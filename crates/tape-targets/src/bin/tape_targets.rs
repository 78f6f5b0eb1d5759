//! Replay recorded candidate frames through the vision pipeline.
//!
//! Stands in for the live contour detector: reads a JSON array of frames
//! (each an array of candidate bounding boxes), runs them through the
//! worker and publisher exactly as a camera feed would, and prints the
//! final output-table contents.

use std::fs;
use std::path::PathBuf;
use std::sync::Arc;

use clap::Parser;
use log::{info, LevelFilter};

use tape_targets::runtime::{frame_channel, spawn_publisher, spawn_worker, OutputTable};
use tape_targets::{init_with_level, BoundingBox, FramePipeline, VisionConfig};

#[derive(Debug, Parser)]
#[command(name = "tape-targets", about = "Replay candidate frames through the tape-target pipeline")]
struct Args {
    /// Coprocessor configuration file.
    #[arg(long, default_value = "/boot/frc.json")]
    config: PathBuf,
    /// Recorded frames: a JSON array of frames, each an array of
    /// candidate bounding boxes.
    #[arg(long)]
    frames: PathBuf,
    /// Log per-frame diagnostics.
    #[arg(short, long)]
    verbose: bool,
}

fn main() -> Result<(), Box<dyn std::error::Error>> {
    let args = Args::parse();

    let level = if args.verbose {
        LevelFilter::Debug
    } else {
        LevelFilter::Info
    };
    init_with_level(level)?;

    let config = VisionConfig::load(&args.config)?;
    let camera = &config.cameras[0];
    let pipeline = FramePipeline::new(&config.target, camera.frame_geometry(), config.gate)?;

    let frames = load_frames(&args.frames)?;
    info!("replaying {} frame(s) from {}", frames.len(), args.frames.display());

    let table = Arc::new(OutputTable::new());
    let (reading_tx, publisher) = spawn_publisher(table.clone());
    let (frame_tx, frame_rx) = frame_channel(8);
    let worker = spawn_worker(camera.name.clone(), pipeline, reading_tx, frame_rx);

    for frame in frames {
        frame_tx.send(frame)?;
    }
    drop(frame_tx);

    let stats = worker.join().expect("worker thread");
    publisher.join().expect("publisher thread");

    println!(
        "{} frame(s): {} skipped, {} published",
        stats.processed, stats.skipped, stats.forwarded
    );
    match table.entries() {
        Some(entries) => {
            for (key, value) in entries {
                println!("{key} = {value:.3}");
            }
        }
        None => println!("no reading published"),
    }

    Ok(())
}

fn load_frames(path: &PathBuf) -> Result<Vec<Vec<BoundingBox>>, Box<dyn std::error::Error>> {
    let raw = fs::read_to_string(path)?;
    Ok(serde_json::from_str(&raw)?)
}
//! Per-frame decision pipeline for retro-reflective tape target vision.
//!
//! Given the candidate bounding boxes an external contour detector found in
//! one frame, this crate selects the two most likely to be the true target
//! pair, triangulates distance and lateral offset with two independent
//! estimators, and cross-validates them before a reading is trusted. It is
//! purely geometric: no capture, no networking, no cross-frame state.

mod error;
mod gate;
mod geometry;
mod logger;
mod pipeline;
mod select;
mod triangulate;
mod types;

pub use error::FrameSkip;
pub use gate::GateParams;
pub use geometry::{GeometryError, TargetGeometry, TargetSpec};
pub use logger::init_with_level;
pub use pipeline::FramePipeline;
pub use select::select_pair;
pub use triangulate::triangulate;
pub use types::{
    BoundingBox, FrameGeometry, Reading, TargetPair, Triangulation, ANGLE_SENTINEL_RAD,
};
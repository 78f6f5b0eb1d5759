//! Output table surface and the publisher thread.
//!
//! Workers never write to the table themselves: they hand finished
//! [`Reading`] values over a bounded channel and a single publisher thread
//! performs the external write. The table keeps all three fields under one
//! lock so a consumer can never see the distance of one frame paired with
//! the offset of another.

use std::sync::mpsc::{sync_channel, Receiver, SyncSender};
use std::sync::{Arc, Mutex};
use std::thread::{self, JoinHandle};

use log::{info, warn};

use tape_targets_core::Reading;

/// Wire key for the published distance, inches; `-1` flags an untrusted frame.
pub const KEY_DISTANCE: &str = "DistanceToRobotInches";
/// Wire key for the signed lateral offset, inches, positive right of center.
pub const KEY_DISTANCE_RIGHT: &str = "DistanceRightToRobotInches";
/// Wire key for the reserved bearing field, radians.
pub const KEY_ANGLE: &str = "AngleOfRobotToTapeRadians";

/// Destination for exactly one write per processed frame.
pub trait ReadingSink: Send + Sync {
    /// Publish all three fields of a reading as one atomic unit.
    fn publish(&self, reading: &Reading);
}

/// In-memory pub/sub table with the three standard entries.
///
/// Stands in for the network-table collaborator; consumers poll
/// [`snapshot`](OutputTable::snapshot).
#[derive(Debug, Default)]
pub struct OutputTable {
    cells: Mutex<Option<Reading>>,
}

impl OutputTable {
    pub fn new() -> Self {
        Self::default()
    }

    /// Latest published reading, or `None` before the first publish.
    pub fn snapshot(&self) -> Option<Reading> {
        *self.cells.lock().expect("table lock poisoned")
    }

    /// Latest table contents keyed by wire name.
    pub fn entries(&self) -> Option<[(&'static str, f64); 3]> {
        self.snapshot().map(|reading| {
            [
                (KEY_DISTANCE, reading.distance_in),
                (KEY_DISTANCE_RIGHT, reading.lateral_offset_in),
                (KEY_ANGLE, reading.angle_rad),
            ]
        })
    }
}

impl ReadingSink for OutputTable {
    fn publish(&self, reading: &Reading) {
        *self.cells.lock().expect("table lock poisoned") = Some(*reading);
    }
}

/// Capacity of the worker-to-publisher channel. Readings are tiny and
/// strictly frame-paced, so a short queue is enough to decouple the
/// table write from frame processing.
pub const PUBLISH_QUEUE_DEPTH: usize = 8;

/// Start the publisher thread for a sink.
///
/// Returns the sender workers push readings into and the thread handle.
/// The thread drains the channel in order and exits once every sender is
/// dropped.
pub fn spawn_publisher(
    sink: Arc<dyn ReadingSink>,
) -> (SyncSender<Reading>, JoinHandle<usize>) {
    let (tx, rx): (SyncSender<Reading>, Receiver<Reading>) = sync_channel(PUBLISH_QUEUE_DEPTH);
    let handle = thread::spawn(move || {
        let mut published = 0usize;
        for reading in rx {
            if reading.is_sentinel() {
                warn!("target geometry inconsistent, publishing sentinel");
            }
            sink.publish(&reading);
            published += 1;
        }
        info!("publisher done after {published} reading(s)");
        published
    });
    (tx, handle)
}
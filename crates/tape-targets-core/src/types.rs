use nalgebra::Point2;
use serde::{Deserialize, Serialize};

/// Axis-aligned candidate region in pixel coordinates, top-left origin.
///
/// Produced fresh each frame by the upstream contour detector; this crate
/// only ever reads it.
#[derive(Clone, Copy, Debug, PartialEq, Serialize, Deserialize)]
pub struct BoundingBox {
    pub x: f64,
    pub y: f64,
    pub width: f64,
    pub height: f64,
}

impl BoundingBox {
    /// Geometric center of the box.
    pub fn center(&self) -> Point2<f64> {
        Point2::new(self.x + self.width / 2.0, self.y + self.height / 2.0)
    }

    /// Horizontal center coordinate.
    #[inline]
    pub fn center_x(&self) -> f64 {
        self.x + self.width / 2.0
    }
}

/// Fixed capture resolution for a session.
#[derive(Clone, Copy, Debug, Eq, PartialEq, Serialize, Deserialize)]
pub struct FrameGeometry {
    pub width_px: u32,
    pub height_px: u32,
}

impl FrameGeometry {
    #[inline]
    pub fn width(&self) -> f64 {
        f64::from(self.width_px)
    }

    #[inline]
    pub fn height(&self) -> f64 {
        f64::from(self.height_px)
    }

    /// Center of the frame in pixel coordinates.
    pub fn center(&self) -> Point2<f64> {
        Point2::new(self.width() / 2.0, self.height() / 2.0)
    }
}

/// Two distinct candidate boxes chosen from one frame, ordered by center-x.
#[derive(Clone, Copy, Debug, PartialEq)]
pub struct TargetPair {
    /// Member with the smaller horizontal center.
    pub left: BoundingBox,
    /// Member with the larger horizontal center.
    pub right: BoundingBox,
}

impl TargetPair {
    /// Build a pair from two boxes, assigning left/right by center-x.
    /// Equal centers keep the argument order.
    pub fn ordered(a: BoundingBox, b: BoundingBox) -> Self {
        if b.center_x() < a.center_x() {
            Self { left: b, right: a }
        } else {
            Self { left: a, right: b }
        }
    }

    /// Horizontal distance between the two box centers, in pixels.
    ///
    /// Non-negative by construction; zero when the centers coincide.
    #[inline]
    pub fn pixel_separation(&self) -> f64 {
        self.right.center_x() - self.left.center_x()
    }
}

/// Per-frame distance and offset estimates. Ephemeral, never persisted.
#[derive(Clone, Copy, Debug, PartialEq)]
pub struct Triangulation {
    /// Distance from the angular subtense of the pair's horizontal span.
    pub distance_by_width_in: f64,
    /// Distance from the apparent tape height, independent of the above.
    pub distance_by_height_in: f64,
    /// Signed offset of the pair midpoint from the frame center;
    /// positive means the target sits right of center.
    pub lateral_offset_in: f64,
}

/// Angle value carried by [`Reading::SENTINEL`].
///
/// A real bearing lives in `[-π, π]`, so a full turn is unambiguously
/// out of range.
pub const ANGLE_SENTINEL_RAD: f64 = std::f64::consts::TAU;

/// The published triple. Computed once per accepted frame, published once,
/// then discarded.
#[derive(Clone, Copy, Debug, PartialEq, Serialize, Deserialize)]
pub struct Reading {
    /// Distance to the target in inches; `-1` flags an untrusted frame.
    pub distance_in: f64,
    /// Signed lateral offset in inches, positive to the right of center.
    pub lateral_offset_in: f64,
    /// Bearing to the target. Reserved: always `0` on accepted readings,
    /// [`ANGLE_SENTINEL_RAD`] on the sentinel.
    pub angle_rad: f64,
}

impl Reading {
    /// "No reliable reading this frame" marker, distinct from not
    /// publishing at all.
    pub const SENTINEL: Reading = Reading {
        distance_in: -1.0,
        lateral_offset_in: 0.0,
        angle_rad: ANGLE_SENTINEL_RAD,
    };

    /// Accepted reading for a trusted frame.
    pub fn accepted(distance_in: f64, lateral_offset_in: f64) -> Self {
        Self {
            distance_in,
            lateral_offset_in,
            angle_rad: 0.0,
        }
    }

    /// Whether this value is the sentinel rather than a measurement.
    pub fn is_sentinel(&self) -> bool {
        self.distance_in < 0.0
    }
}

#[cfg(test)]
mod tests {
    use super::*;

    #[test]
    fn ordered_assigns_left_and_right_by_center() {
        let a = BoundingBox {
            x: 100.0,
            y: 0.0,
            width: 20.0,
            height: 40.0,
        };
        let b = BoundingBox {
            x: 10.0,
            y: 0.0,
            width: 20.0,
            height: 40.0,
        };

        let pair = TargetPair::ordered(a, b);
        assert_eq!(pair.left, b);
        assert_eq!(pair.right, a);
        assert!(pair.pixel_separation() > 0.0);

        // Same boxes in the other order give the same pair.
        assert_eq!(TargetPair::ordered(b, a), pair);
    }

    #[test]
    fn equal_centers_keep_argument_order() {
        let a = BoundingBox {
            x: 50.0,
            y: 0.0,
            width: 10.0,
            height: 30.0,
        };
        let b = BoundingBox {
            x: 45.0,
            y: 0.0,
            width: 20.0,
            height: 32.0,
        };
        assert_eq!(a.center_x(), b.center_x());

        let pair = TargetPair::ordered(a, b);
        assert_eq!(pair.left, a);
        assert_eq!(pair.right, b);
        assert_eq!(pair.pixel_separation(), 0.0);
    }

    #[test]
    fn sentinel_is_recognized() {
        assert!(Reading::SENTINEL.is_sentinel());
        assert!(!Reading::accepted(95.0, -3.2).is_sentinel());
        assert_eq!(Reading::accepted(95.0, -3.2).angle_rad, 0.0);
    }
}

ASSIGNED TASK:
With the string "once" as the key, filter the data above and show the lines that match.

ANSWER FOR THE TASK:
/// The thread drains the channel in order and exits once every sender is
/// The published triple. Computed once per accepted frame, published once,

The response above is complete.